In 2010, EPA regulations accounted for $23 billion of the estimated $26
billion total cost of new federal regulation. Expect a far higher tab
from this new batch.
Consider the mercury rule restricting emissions from power plants,
finalized last December 21. At $11 billion, the rule is the EPA’s most
expensive ever.
An independent analysis by the National Economic Research Association
found that the rule could increase average retail electric rates
between 12 and 24 percent and lead to 180,000 annual job losses through
2020. The National Electricity Reliability Council concluded that the
rule, in conjunction with other EPA rules, could force the closure of 8
percent of the nation’s total electric generation.

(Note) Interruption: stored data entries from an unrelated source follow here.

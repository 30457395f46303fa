use super::*;

use proptest::prelude::*;
use std::collections::BTreeMap;

use crate::btree::{tests::validate, BTree};
use crate::candidates::{ArtCandidate, BTreeCandidate, LockedBTree, SkipListCandidate, StdBTree};
use crate::dataset::RawKey;

#[derive(Clone, Debug)]
enum Op {
    Set(i64, i64),
    Get(i64),
    Delete(i64),
    Ascend(i64, usize),
    Descend(i64, usize),
}

fn key_strategy() -> impl Strategy<Value = i64> + Clone {
    // Narrow enough that sets, gets and deletes keep hitting the same keys.
    prop_oneof![
        4 => 0i64..256,
        1 => 0i64..dataset::KEY_SPACE,
    ]
}

fn ops_strategy() -> impl Strategy<Value = Vec<Op>> {
    let key = key_strategy();
    let op = prop_oneof![
        45 => (key.clone(), any::<i64>()).prop_map(|(k, v)| Op::Set(k, v)),
        20 => key.clone().prop_map(Op::Get),
        20 => key.clone().prop_map(Op::Delete),
        8 => (key.clone(), 1usize..=12).prop_map(|(k, n)| Op::Ascend(k, n)),
        7 => (key.clone(), 1usize..=12).prop_map(|(k, n)| Op::Descend(k, n)),
    ];
    prop::collection::vec(op, 0..=1500)
}

/// Probe material for one key: the record and its raw projection.
fn material(k: i64, value: i64) -> (Record, RawKey) {
    let mut record = Record::from_int(k).unwrap();
    record.value = value;
    let raw = *record.key.as_raw();
    (record, raw)
}

fn collect<C: Candidate>(c: &C, k: i64, limit: usize, ascending: bool) -> Vec<(Key, i64)> {
    let (record, raw) = material(k, 0);
    let probe = Probe { record: &record, raw: &raw };
    let mut out = Vec::new();
    let visit = |r: &Record| {
        out.push((r.key, r.value));
        out.len() < limit
    };
    if ascending {
        c.ascend_from(probe, visit);
    } else {
        c.descend_from(probe, visit);
    }
    out
}

fn check_model<C: Candidate>(ops: Vec<Op>, degree: usize) -> std::result::Result<C, TestCaseError> {
    let mut c = C::construct(degree);
    let mut m: BTreeMap<Key, i64> = BTreeMap::new();

    for op in ops {
        match op {
            Op::Set(k, v) => {
                let (record, raw) = material(k, v);
                let reported = c.set(Probe { record: &record, raw: &raw });
                let existed = m.insert(record.key, v).is_some();
                if let Some(existed_c) = reported {
                    prop_assert_eq!(existed_c, existed);
                }
            }
            Op::Get(k) => {
                let (record, raw) = material(k, 0);
                let got = c.get(Probe { record: &record, raw: &raw });
                prop_assert_eq!(got, m.get(&record.key).copied());
            }
            Op::Delete(k) => {
                let (record, raw) = material(k, 0);
                let removed = c.delete(Probe { record: &record, raw: &raw });
                prop_assert_eq!(removed, m.remove(&record.key).is_some());
            }
            Op::Ascend(k, n) => {
                let pivot = Key::from_int(k).unwrap();
                let expected: Vec<_> = m.range(pivot..).take(n).map(|(k, v)| (*k, *v)).collect();
                prop_assert_eq!(collect(&c, k, n, true), expected);
            }
            Op::Descend(k, n) => {
                let pivot = Key::from_int(k).unwrap();
                let expected: Vec<_> = m.range(..=pivot).rev().take(n).map(|(k, v)| (*k, *v)).collect();
                prop_assert_eq!(collect(&c, k, n, false), expected);
            }
        }
        prop_assert_eq!(c.len(), m.len());
    }

    let mut scanned = Vec::new();
    c.scan(|r| {
        scanned.push((r.key, r.value));
        true
    });
    let expected: Vec<_> = m.iter().map(|(k, v)| (*k, *v)).collect();
    prop_assert_eq!(scanned, expected);
    Ok(c)
}

proptest! {
    #![proptest_config(ProptestConfig {
        cases: 128,
        max_shrink_iters: 20_000,
        .. ProptestConfig::default()
    })]

    #[test]
    fn prop_std_matches_model(ops in ops_strategy()) {
        check_model::<StdBTree>(ops, 32)?;
    }

    #[test]
    fn prop_btree_matches_model(ops in ops_strategy(), degree in 2usize..=9) {
        let c = check_model::<BTreeCandidate>(ops, degree)?;
        validate(c.tree());
    }

    #[test]
    fn prop_locked_btree_matches_model(ops in ops_strategy(), degree in 2usize..=5) {
        check_model::<LockedBTree>(ops, degree)?;
    }

    #[test]
    fn prop_art_matches_model(ops in ops_strategy()) {
        check_model::<ArtCandidate>(ops, 0)?;
    }

    #[test]
    fn prop_skiplist_matches_model(ops in ops_strategy()) {
        check_model::<SkipListCandidate>(ops, 0)?;
    }

    #[test]
    fn prop_btree_structure_holds(keys in prop::collection::vec(0i64..512, 0..=600), degree in 2usize..=6) {
        let mut t = BTree::new(degree);
        let mut m = BTreeMap::new();
        for (i, &k) in keys.iter().enumerate() {
            let (record, _) = material(k, i as i64);
            t.insert(record, None);
            m.insert(record.key, record.value);
        }
        validate(&t);
        prop_assert_eq!(t.len(), m.len());

        // Remove every other key and check the structure after each step.
        for (i, k) in m.keys().enumerate() {
            if i % 2 == 0 {
                prop_assert!(t.remove(k).is_some());
                validate(&t);
            }
        }
        prop_assert_eq!(t.len(), m.len() / 2);
    }

    #[test]
    fn prop_load_matches_insert(mut keys in prop::collection::vec(0i64..100_000, 0..=800), degree in 2usize..=8) {
        keys.sort_unstable();
        keys.dedup();
        let mut loaded = BTree::new(degree);
        let mut inserted = BTree::new(degree);
        for &k in &keys {
            let (record, _) = material(k, k);
            loaded.load(record);
            inserted.insert(record, None);
        }
        validate(&loaded);

        let mut a = Vec::new();
        loaded.ascend(None, None, |r| { a.push(r.key); true });
        let mut b = Vec::new();
        inserted.ascend(None, None, |r| { b.push(r.key); true });
        prop_assert_eq!(a, b);
    }
}

fn for_each_permutation<T: Clone>(items: &[T], mut f: impl FnMut(Vec<T>)) {
    fn rec<T: Clone>(items: &[T], used: &mut [bool], out: &mut Vec<T>, f: &mut impl FnMut(Vec<T>)) {
        if out.len() == items.len() {
            f(out.clone());
            return;
        }
        for i in 0..items.len() {
            if used[i] {
                continue;
            }
            used[i] = true;
            out.push(items[i].clone());
            rec(items, used, out, f);
            out.pop();
            used[i] = false;
        }
    }

    let mut used = vec![false; items.len()];
    let mut out = Vec::with_capacity(items.len());
    rec(items, &mut used, &mut out, &mut f);
}

#[test]
fn exhaustive_remove_order_small_btree() {
    let keys: Vec<i64> = vec![1, 2, 3, 10, 11, 20, 30];

    let mut base = BTree::new(2);
    for &k in &keys {
        base.insert(material(k, k).0, None);
    }
    validate(&base);

    for_each_permutation(&keys, |perm| {
        let mut t = base.clone();
        for k in perm {
            let key = Key::from_int(k).unwrap();
            assert_eq!(t.remove(&key).map(|r| r.value), Some(k));
            validate(&t);
        }
        assert!(t.is_empty());
        // The shared original is untouched by removals on the copy.
        assert_eq!(base.len(), keys.len());
    });
}

#[test]
fn exhaustive_insert_order_small_art() {
    // Keys sharing long prefixes exercise prefix splits and collapses.
    let keys: Vec<i64> = vec![0, 1, 10, 100, 1_000_000, 9_999_999_999_999_999];

    for_each_permutation(&keys, |perm| {
        let mut art = art::Art::new();
        for &k in &perm {
            let (record, raw) = material(k, k);
            assert_eq!(art.insert(&raw, record.value), None);
        }
        let mut got = Vec::new();
        art.ascend(None, |r| {
            got.push(r.value);
            true
        });
        assert_eq!(got, keys);

        for &k in perm.iter().rev() {
            let (_, raw) = material(k, 0);
            assert_eq!(art.remove(&raw), Some(k));
        }
        assert!(art.is_empty());
    });
}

For such a costly rule to be justified, common sense begs for
commensurate benefits. Although EPA claims huge benefits from the rule,
only $6 million, or 0.004 percent of the $140 billion of alleged health
benefits, come from reducing mercury. The rest supposedly derive from
coincidental reductions in fine particulate matter (i.e. dust) long
regulated by EPA at a level fully protective of human health.
Even total elimination of mercury emissions from U.S. power plants
would not decrease the risk of mercury exposure at harmful levels.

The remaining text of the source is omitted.